Les évolutions économiques et politiques divergentes agissent comme autant de forces centrifuges qui aboutissent à rendre de plus en plus difficile l’élaboration de politiques communes. Le processus de décision qui repose sur l’unanimité aboutit à rendre le coût du vote marginal très élevé. La Pologne, la Hongrie ou la Roumanie qui considèrent que leurs intérêts ne sont pas suffisamment pris en compte par les Etats d’Europe de l’Ouest marchandent avec beaucoup d’énergie leur voix. L’Union européenne pour des raisons historiques reste avant tout dominée par les pays fondateurs que sont la France, l’Allemagne, l’Italie et le Benelux. Les sièges importants des instances européennes sont situés dans ces pays. Lors des élargissements successifs, aucun rééquilibrage géographique des institutions n’est réellement intervenu.

La zone euro permet aujourd’hui à tous ses Etats membres de s’endetter à faibles coûts et sans réelle limite grâce à la politique de rachats organisée par la Banque centrale européenne. Au cours de l’année 2020, l’encours de dette publique détenu par la BCE a atteint 22 000 milliards d’euros contre 300 milliards d’euros en 2015. Les écarts de taux depuis le début de la crise sont demeurés très faibles entre les Etats membres. La réponse de la BCE a été rapide et efficace. La Commission Européenne tout comme le Mécanisme Européen de Stabilité (ESM) et la BCE ont garanti de manière crédible qu’il n’y aurait pas de crise des dettes, l’ESM ayant été doté depuis la crise grecque d’une capacité de prêts de 500 milliards d’euros. Cette crise n’a pas conduit à des problèmes de change. Si la monnaie commune n’avait pas existé, des variations de change fortes se seraient certainement produites entre les pays lourdement frappés par la Covid-19 et les autres. Le secteur financier résiste jusqu’à maintenant assez bien à la crise sanitaire et a été mis à contribution dans le cadre du soutien et du financement du secteur privé. Les efforts engagés après les crises des subprimes et des dettes souveraines semblent avoir porté leurs fruits.

La crise sanitaire a amené les Etats membres à accepter la création d’une dette de l’Union européenne. Celle-ci permettra de financer les dépenses de chômage et le plan de relance. Ces obligations captent une partie de l’excédent de l’épargne européenne et contribue à une circulation des capitaux au sein de l’Union.

Le plan de relance de 750 milliards d’euros est une réponse commune au choc économique généré par les confinements. Il vise également à rattraper le retard pris par les Etats membres dans certains secteurs (le numérique, les énergies renouvelables, la santé, etc.). Il devrait permettre de redresser le niveau technologique de la zone euro et ainsi sa croissance potentielle.

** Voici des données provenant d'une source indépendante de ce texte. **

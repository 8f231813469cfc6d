//! This module contains both user-configurable settings (implemented as enums) and traits to make them easier to work with in code.
//!
//! The core never mutates a [`Config`]: components copy what they need at construction and whenever they are
//! reconfigured, so whoever owns the configuration (menus, persisted storage, push-buttons) stays in charge of it.

mod auxiliary;
pub use auxiliary::*;

mod clock;
pub use clock::*;

mod cv;
pub use cv::*;

mod note_priority;
pub use note_priority::*;

mod pattern;
pub use pattern::*;

mod scale;
pub use scale::*;

mod velocity;
pub use velocity::*;

use num_traits::{FromPrimitive, ToPrimitive};
use wmidi::{Channel, U7};

/// A trait which allows infinite cycling of an enum's variants.
///
/// Useful for pushbutton user interfaces, allowing presses to advance from the current to the next variant,
/// cycling back to the beginning when all variants have been exhausted.
pub trait CycleConfig {
    /// Return the next variant, cycling back to the beginning as needed.
    fn cycle(self) -> Self
    where
        Self: FromPrimitive + ToPrimitive + Sized + Copy,
    {
        let Some(index) = self.to_u8() else {
            return self;
        };
        <Self as FromPrimitive>::from_u8(index + 1)
            .or_else(|| FromPrimitive::from_u8(0))
            .unwrap_or(self)
    }
}

/// Slowest tempo the internal clock will run at.
pub const MIN_BPM: u16 = 30;
/// Fastest tempo the internal clock will run at.
pub const MAX_BPM: u16 = 300;
/// Largest number of octaves a held chord is spread across.
pub const MAX_OCTAVE_RANGE: u8 = 4;
/// MIDI clock pulses per sixteenth note.
pub const DEFAULT_DIVISION: u8 = 6;
/// Largest accepted division: one step per whole note at 24 PPQN.
pub const MAX_DIVISION: u8 = 96;

/// Everything the signal path needs to know about how the performer has set the device up.
///
/// Values outside their documented ranges are not rejected; [`Config::sanitized`] clamps them, and every
/// component runs the configuration through it before reading anything.
#[derive(Clone, Copy, Debug, PartialEq)]
pub struct Config {
    /// Scale incoming pitches are snapped to. [`Scale::Chromatic`] disables quantization.
    pub scale: Scale,
    /// Root of the scale as a pitch class (0 = C, 11 = B).
    pub root: u8,
    /// Order in which held notes are played back.
    pub pattern: ArpPattern,
    /// Number of octaves the held chord is spread across; 0 bypasses the arpeggiator.
    pub octave_range: u8,
    /// Where steps come from.
    pub clock_source: ClockSourceKind,
    /// Tempo of the internal clock.
    pub bpm: u16,
    /// Multiplier or divider applied to the base clock interval.
    pub rate: ClockRate,
    /// Percentage of a two-step pair given to its first step, 50 (straight) to 100.
    pub swing: u8,
    /// Clock pulses per step (24 PPQN; 6 is a sixteenth note).
    pub division: u8,
    /// Channel to listen and transmit on; `None` listens to every channel and transmits on channel 1.
    pub channel: Option<Channel>,
    /// Whether arpeggiated notes keep the velocity they were played with.
    pub velocity: VelocityMode,
    /// Velocity used when [`VelocityMode::Fixed`] is selected.
    pub fixed_velocity: U7,
    /// Keeps notes in the arpeggiator after their keys are released.
    pub latch: bool,
    /// Pitch CV slope.
    pub cv_profile: CvProfile,
    /// Electrical convention of the gate output.
    pub trigger: TriggerPolarity,
    /// Which held note drives the pitch CV when the arpeggiator is bypassed.
    pub note_priority: NotePriority,
    /// Source of the auxiliary CV output.
    pub aux_source: AuxSource,
    /// Controller number monitored when [`AuxSource::ControlChange`] is selected.
    pub aux_control: U7,
    /// Amount of smoothing applied to the auxiliary CV output.
    pub aux_smoothing: Smoothing,
}

impl Default for Config {
    fn default() -> Self {
        Self {
            scale: Scale::Chromatic,
            root: 0,
            pattern: ArpPattern::Up,
            octave_range: 1,
            clock_source: ClockSourceKind::Internal,
            bpm: 120,
            rate: ClockRate::Normal,
            swing: 50,
            division: DEFAULT_DIVISION,
            channel: None,
            velocity: VelocityMode::Passthrough,
            fixed_velocity: U7::from_u8_lossy(100),
            latch: false,
            cv_profile: CvProfile::Standard,
            trigger: TriggerPolarity::VTrig,
            note_priority: NotePriority::Last,
            aux_source: AuxSource::Disabled,
            // brightness, a.k.a. filter cutoff
            aux_control: U7::from_u8_lossy(74),
            aux_smoothing: Smoothing::Low,
        }
    }
}

impl Config {
    /// Returns a copy of the configuration with every numeric setting clamped into its valid range.
    pub fn sanitized(&self) -> Self {
        let clamped = Self {
            root: self.root % 12,
            octave_range: self.octave_range.min(MAX_OCTAVE_RANGE),
            bpm: self.bpm.clamp(MIN_BPM, MAX_BPM),
            swing: self.swing.clamp(50, 100),
            division: self.division.clamp(1, MAX_DIVISION),
            fixed_velocity: U7::from_u8_lossy(u8::from(self.fixed_velocity).max(1)),
            ..*self
        };
        if clamped != *self {
            warn!("Out-of-range configuration values were clamped");
        }
        clamped
    }

    /// Whether the quantize stage of the translation pipeline is active.
    pub fn quantizes(&self) -> bool {
        self.scale != Scale::Chromatic
    }

    /// Whether the arpeggiate stage of the translation pipeline is active.
    pub fn arpeggiates(&self) -> bool {
        self.octave_range > 0
    }

    /// Channel outgoing MIDI is sent on.
    pub fn output_channel(&self) -> Channel {
        self.channel.unwrap_or(Channel::Ch1)
    }

    /// Determines whether a channel voice message on `channel` should be acted upon.
    pub fn accepts(&self, channel: Channel) -> bool {
        self.channel.is_none_or(|configured| configured == channel)
    }
}
impl<M: MidiSink, V: VoltageSink> Hub<M, V> {
    /// Assembles the signal path. `cv` is `None` when no CV hardware was found.
    pub fn new(config: Config, midi: M, cv: Option<V>, now: Instant) -> Self {
        let mut fault = None;
        if cv.is_none() {
            fault = Some(Fault::HardwareAbsent);
        }
        let sanitized = config.sanitized();
        if sanitized != config {
            fault = Some(Fault::InvalidConfiguration);
        }
        let pipeline = Pipeline::new(&sanitized);
        let mut arpeggiator = Arpeggiator::new(&sanitized, pipeline.quantizer());
        arpeggiator.reseed(now.as_ticks());

        Self {
            config: sanitized,
            clock: ClockSource::new(&sanitized, now),
            pipeline,
            arpeggiator,
            cv: CvOutput::new(cv, &sanitized),
            midi: MidiOut::new(midi),
            pressed: 0,
            fault,
            discontinuities: 0,
            failures: 0,
        }
    }

    /// Applies new configuration.
    ///
    /// Changing the scale, the output channel, or switching the arpeggiator on or off releases everything that is
    /// sounding, since notes already held were translated under the old settings.
    pub fn reconfigure(&mut self, config: &Config, now: Instant) -> Operation {
        let sanitized = config.sanitized();
        if sanitized != *config {
            self.fault = Some(Fault::InvalidConfiguration);
        }
        if sanitized == self.config {
            return Operation::none();
        }

        let old = self.config;
        let requantize = (sanitized.quantizes() || old.quantizes())
            && Pipeline::new(&sanitized).quantizer() != self.pipeline.quantizer();
        let retranslate = requantize
            || sanitized.arpeggiates() != old.arpeggiates()
            || sanitized.output_channel() != old.output_channel();
        if retranslate {
            self.release_all();
        } else if old.latch && !sanitized.latch {
            self.unlatch();
        }

        self.config = sanitized;
        self.pipeline.reconfigure(&sanitized);
        self.clock.reconfigure(&sanitized, now);
        self.arpeggiator
            .reconfigure(&sanitized, self.pipeline.quantizer());
        self.cv.reconfigure(&sanitized);
        info!("Configuration applied");

        self.note_faults();
        Operation::ConfigChange
    }

    /// Reacts to a single inbound event. Channel messages on other channels are ignored.
    pub fn handle(&mut self, event: Event, now: Instant) -> Operation {
        if event
            .channel()
            .is_some_and(|channel| !self.config.accepts(channel))
        {
            return Operation::none();
        }

        let mut operation = Operation::none();
        match event {
            Event::NoteOn { note, velocity, .. } => {
                self.note_on(note, velocity);
                operation |= Operation::NoteChange;
            }
            Event::NoteOff { note, .. } => {
                self.note_off(note);
                operation |= Operation::NoteChange;
            }
            Event::ControlChange { control, value, .. } => {
                self.cv.control_change(control, value);
                operation |= Operation::AuxChange;
            }
            Event::ChannelPressure { value, .. } => {
                self.cv.channel_pressure(value);
                operation |= Operation::AuxChange;
            }
            Event::PitchBend { value, .. } => {
                self.cv.pitch_bend(value);
                operation |= Operation::AuxChange;
            }
            Event::Start | Event::Stop | Event::Continue | Event::Clock => {
                if let Some(due) = self.clock.handle(event, now) {
                    self.step(due);
                    operation |= Operation::Step;
                }
                if event != Event::Clock && self.clock.kind() == ClockSourceKind::External {
                    operation |= Operation::Transport;
                    match event {
                        Event::Start => self.arpeggiator.rewind(),
                        Event::Stop => self.arpeggiator.silence(&mut self.midi, &mut self.cv),
                        _ => {}
                    }
                }
            }
        }

        self.note_faults();
        operation
    }

    /// Plays every step that has come due by `now`.
    pub fn poll(&mut self, now: Instant) -> Operation {
        let mut operation = Operation::none();
        while let Some(due) = self.clock.poll(now) {
            self.step(due);
            operation |= Operation::Step;
        }
        self.note_faults();
        operation
    }

    /// When [`poll`][Self::poll] next has work to do, if ever without further events.
    pub fn next_deadline(&self) -> Option<Instant> {
        self.clock.next_deadline()
    }

    /// Silences everything, forgets every held note and returns CV to idle.
    pub fn panic(&mut self) -> Operation {
        warn!("Panic: all notes off");
        self.release_all();
        self.arpeggiator.panic(&mut self.midi, &mut self.cv);
        self.note_faults();
        Operation::NoteChange
    }

    /// Puts the auxiliary channel in learn mode.
    pub fn learn_aux(&mut self) -> Operation {
        self.cv.learn();
        Operation::AuxChange
    }

    /// A snapshot for displays and logs.
    pub fn status(&self) -> Status {
        Status {
            bpm: self.clock.bpm(),
            running: self.clock.is_running(),
            clock_source: self.clock.kind(),
            pattern: self.config.pattern,
            held: if self.pipeline.arpeggiates() {
                self.arpeggiator.held().len()
            } else {
                self.pressed.count_ones() as usize
            },
            step_index: self.arpeggiator.step_index(),
            sounding: self.arpeggiator.sounding(),
            aux_volts: self.cv.aux_volts(),
            learned_control: self.cv.learned_control(),
            cv_present: self.cv.is_present(),
            dropped_midi: self.midi.failures(),
            dropped_cv: self.cv.failures(),
            fault: self.fault,
        }
    }

    /// The configuration in effect, after clamping.
    pub fn config(&self) -> &Config {
        &self.config
    }

    /// The arpeggiator.
    pub fn arpeggiator(&self) -> &Arpeggiator {
        &self.arpeggiator
    }

    /// The CV outputs.
    pub fn cv(&self) -> &CvOutput<V> {
        &self.cv
    }

    /// The MIDI output.
    pub fn midi(&self) -> &MidiOut<M> {
        &self.midi
    }

    fn note_on(&mut self, note: Note, velocity: U7) {
        let bit = 1_u128 << (note as u8);
        if self.pressed & bit != 0 {
            return;
        }
        let first_press = self.pressed == 0;
        let translated = self.translate(note);
        let shared = self.is_pressed(translated);
        self.pressed |= bit;

        self.cv.add_note(note, velocity);
        if self.pipeline.arpeggiates() {
            if self.config.latch && first_press {
                self.arpeggiator.clear(&mut self.midi, &mut self.cv);
            }
            self.arpeggiator.add_note(translated, velocity);
        } else if !shared {
            self.midi
                .note_on(self.config.output_channel(), translated, velocity);
        }
    }

    fn note_off(&mut self, note: Note) {
        let bit = 1_u128 << (note as u8);
        if self.pressed & bit == 0 {
            return;
        }
        self.pressed &= !bit;

        self.cv.remove_note(note);
        let translated = self.translate(note);
        // another key still down may have been quantized to the same pitch
        if self.is_pressed(translated) {
            return;
        }
        if self.pipeline.arpeggiates() {
            if !self.config.latch {
                self.arpeggiator
                    .remove_note(translated, &mut self.midi, &mut self.cv);
            }
        } else {
            self.midi.note_off(self.config.output_channel(), translated);
        }
    }

    fn translate(&self, note: Note) -> Note {
        self.pipeline.process(note, U7::from_u8_lossy(0))
    }

    /// Whether any key currently down translates to `translated`.
    fn is_pressed(&self, translated: Note) -> bool {
        (0..128_u8)
            .filter(|&pitch| self.pressed & (1_u128 << pitch) != 0)
            .any(|pitch| self.translate(Note::from_u8_lossy(pitch)) == translated)
    }

    /// Drops every latched note whose key is no longer down.
    fn unlatch(&mut self) {
        let released: ArrayVec<[u8; GM2_SIMUL_NOTE_NUM]> = self
            .arpeggiator
            .held()
            .iter()
            .filter(|&note| !self.is_pressed(note))
            .map(u8::from)
            .collect();
        for pitch in released {
            self.arpeggiator
                .remove_note(Note::from_u8_lossy(pitch), &mut self.midi, &mut self.cv);
        }
    }

    fn step(&mut self, due: StepDue) {
        if !self.pipeline.arpeggiates() {
            return;
        }
        if let Some(note) = self.arpeggiator.step(&mut self.midi, &mut self.cv) {
            debug!("step {}: {}", due.step, note.to_str());
        }
    }

    /// Forgets every key and note, on the channel currently configured.
    fn release_all(&mut self) {
        self.arpeggiator.clear(&mut self.midi, &mut self.cv);
        self.cv.clear_notes();
        if !self.pipeline.arpeggiates() && self.pressed != 0 {
            // passed-through notes are not tracked individually
            self.midi.control_change(
                self.config.output_channel(),
                ALL_NOTES_OFF,
                U7::from_u8_lossy(0),
            );
        }
        self.pressed = 0;
    }

    fn note_faults(&mut self) {
        let discontinuities = self.clock.discontinuities();
        if discontinuities != self.discontinuities {
            self.discontinuities = discontinuities;
            self.fault = Some(Fault::TempoDiscontinuity);
        }
        let failures = self.midi.failures().wrapping_add(self.cv.failures());
        if failures != self.failures {
            self.failures = failures;
            self.fault = Some(Fault::TransientIo);
        }
    }
}
//! Driver for the Microchip MCP4728, a quad 12-bit DAC on I²C, used for the pitch, gate and auxiliary outputs.

use super::{CvChannel, VoltageSink, dac_code};
use embedded_hal::i2c::I2c;

/// Resolution of every MCP4728 channel.
const BITS: u8 = 12;

/// Multi-write command; the channel index goes in bits 2:1 and bit 0 (UDAC) low latches the output immediately.
const MULTI_WRITE: u8 = 0b0100_0000;

/// An MCP4728 using VDD as its reference, with unity gain on every channel.
pub struct Mcp4728<I> {
    i2c: I,
    address: u8,
    reference: f32,
}

impl<I: I2c> Mcp4728<I> {
    /// Factory-programmed address.
    pub const DEFAULT_ADDRESS: u8 = 0x60;

    /// Looks for a DAC at `address`, returning `None` when nothing acknowledges.
    ///
    /// `reference` is the supply voltage, which is also the full-scale output.
    pub fn probe(mut i2c: I, address: u8, reference: f32) -> Option<Self> {
        // a read returns the channel registers; only the acknowledgement matters here
        let mut registers = [0_u8; 3];
        match i2c.read(address, &mut registers) {
            Ok(()) => {
                info!("Found MCP4728 at address {=u8:#x}", address);
                Some(Self {
                    i2c,
                    address,
                    reference,
                })
            }
            Err(_) => None,
        }
    }

    /// DAC channel (A through D, as 0 through 3) wired to each output.
    fn index(channel: CvChannel) -> u8 {
        match channel {
            CvChannel::Pitch => 0,
            CvChannel::Gate => 1,
            CvChannel::Aux => 3,
        }
    }

    fn write_code(&mut self, channel: CvChannel, code: u16) -> Result<(), I::Error> {
        let [high, low] = code.min(0x0FFF).to_be_bytes();
        // second byte: VREF (bit 7) = VDD, power-down (bits 6:5) = normal, gain (bit 4) = x1, then the top nibble
        let command = [MULTI_WRITE | (Self::index(channel) << 1), high & 0x0F, low];
        self.i2c.write(self.address, &command)
    }
}

impl<I: I2c> VoltageSink for Mcp4728<I> {
    type Error = I::Error;

    fn reference(&self) -> f32 {
        self.reference
    }

    fn set_voltage(&mut self, channel: CvChannel, volts: f32) -> Result<(), Self::Error> {
        let code = dac_code(volts, self.reference, BITS);
        self.write_code(channel, code)
    }

    fn set_gate(&mut self, channel: CvChannel, high: bool) -> Result<(), Self::Error> {
        let code = if high { 0x0FFF } else { 0 };
        self.write_code(channel, code)
    }
}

Pour le moment, la crédibilité de la zone euro sort plutôt renforcée avec, à la clef, une appréciation de la monnaie par rapport au dollar (+8 % entre le 1er janvier et le 9 décembre 2020). L’euro a renforcé depuis le début de la crise son poids en tant que monnaie de réserve. Le dollar représentait à la fin du premier semestre 2020, 60 % des réserves de change mondiales, contre 64 % en 2015. L’euro sur cette période est passé de 19 à 20 %.

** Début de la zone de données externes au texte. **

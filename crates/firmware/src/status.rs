//! Reports device status without holding up the scheduler.

use embassy_stm32::gpio::Output;
use embassy_sync::{
    blocking_mutex::raw::CriticalSectionRawMutex,
    signal::Signal,
    watch::{AnonReceiver, Sender, Watch},
};
use embassy_time::{Duration, Instant, Timer};
use prisme_lib::hub::Status;

const STATUS_RECEIVER_CNT: usize = 0;
/// Latest [`Status`] snapshot.
pub static STATUS: Watch<CriticalSectionRawMutex, Status, STATUS_RECEIVER_CNT> = Watch::new();
pub type StatusSender<'a> = Sender<'a, CriticalSectionRawMutex, Status, STATUS_RECEIVER_CNT>;
pub type StatusSpy<'a> = AnonReceiver<'a, CriticalSectionRawMutex, Status, STATUS_RECEIVER_CNT>;

/// Raised whenever a new snapshot is worth reporting.
pub static DIRTY: Signal<CriticalSectionRawMutex, ()> = Signal::new();

/// At most ten reports a second.
const MIN_REPORT_INTERVAL: Duration = Duration::from_millis(100);

/// Logs the latest snapshot whenever it changes and lights the red LED while a fault is on record.
#[embassy_executor::task]
pub async fn report_status(mut status: StatusSpy<'static>, mut fault_led: Output<'static>) -> ! {
    let mut last_report = Instant::MIN;
    loop {
        DIRTY.wait().await;
        // changes made while throttled are folded into a single report
        Timer::at(last_report + MIN_REPORT_INTERVAL).await;
        last_report = Instant::now();

        let Some(snapshot) = status.try_get() else {
            continue;
        };
        info!("{}", snapshot);
        if snapshot.fault.is_some() {
            fault_led.set_high();
        } else {
            fault_led.set_low();
        }
    }
}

Le modèle social européen, malgré les critiques qui peuvent exister au sein de plusieurs Etats, a bien résisté. Le vieux continent se caractérise par des inégalités plus faibles qu’ailleurs. Le taux de pauvreté dépasse 24 % aux Etats-Unis, contre 17 % au sein de la zone euro. Le taux d’emploi est même devenu plus élevé qu’aux Etats-Unis, certes de manière un peu artificielle avec le recours massif au chômage partiel.

La zone euro ne dispose pas d’un réel budget autonome lui permettant de mutualiser des politiques sociales et d’investissement. La couverture chômage devrait être du ressort européen. L’instauration d’une sécurité sociale européenne qui pourrait, en particulier, avoir la charge des expatriés, des transfrontaliers et des travailleurs détachés éviteraient certaines distorsions de coûts. Par ailleurs, la mise en place d’un système européens d’assurance chômage aurait un effet de mutualisation important.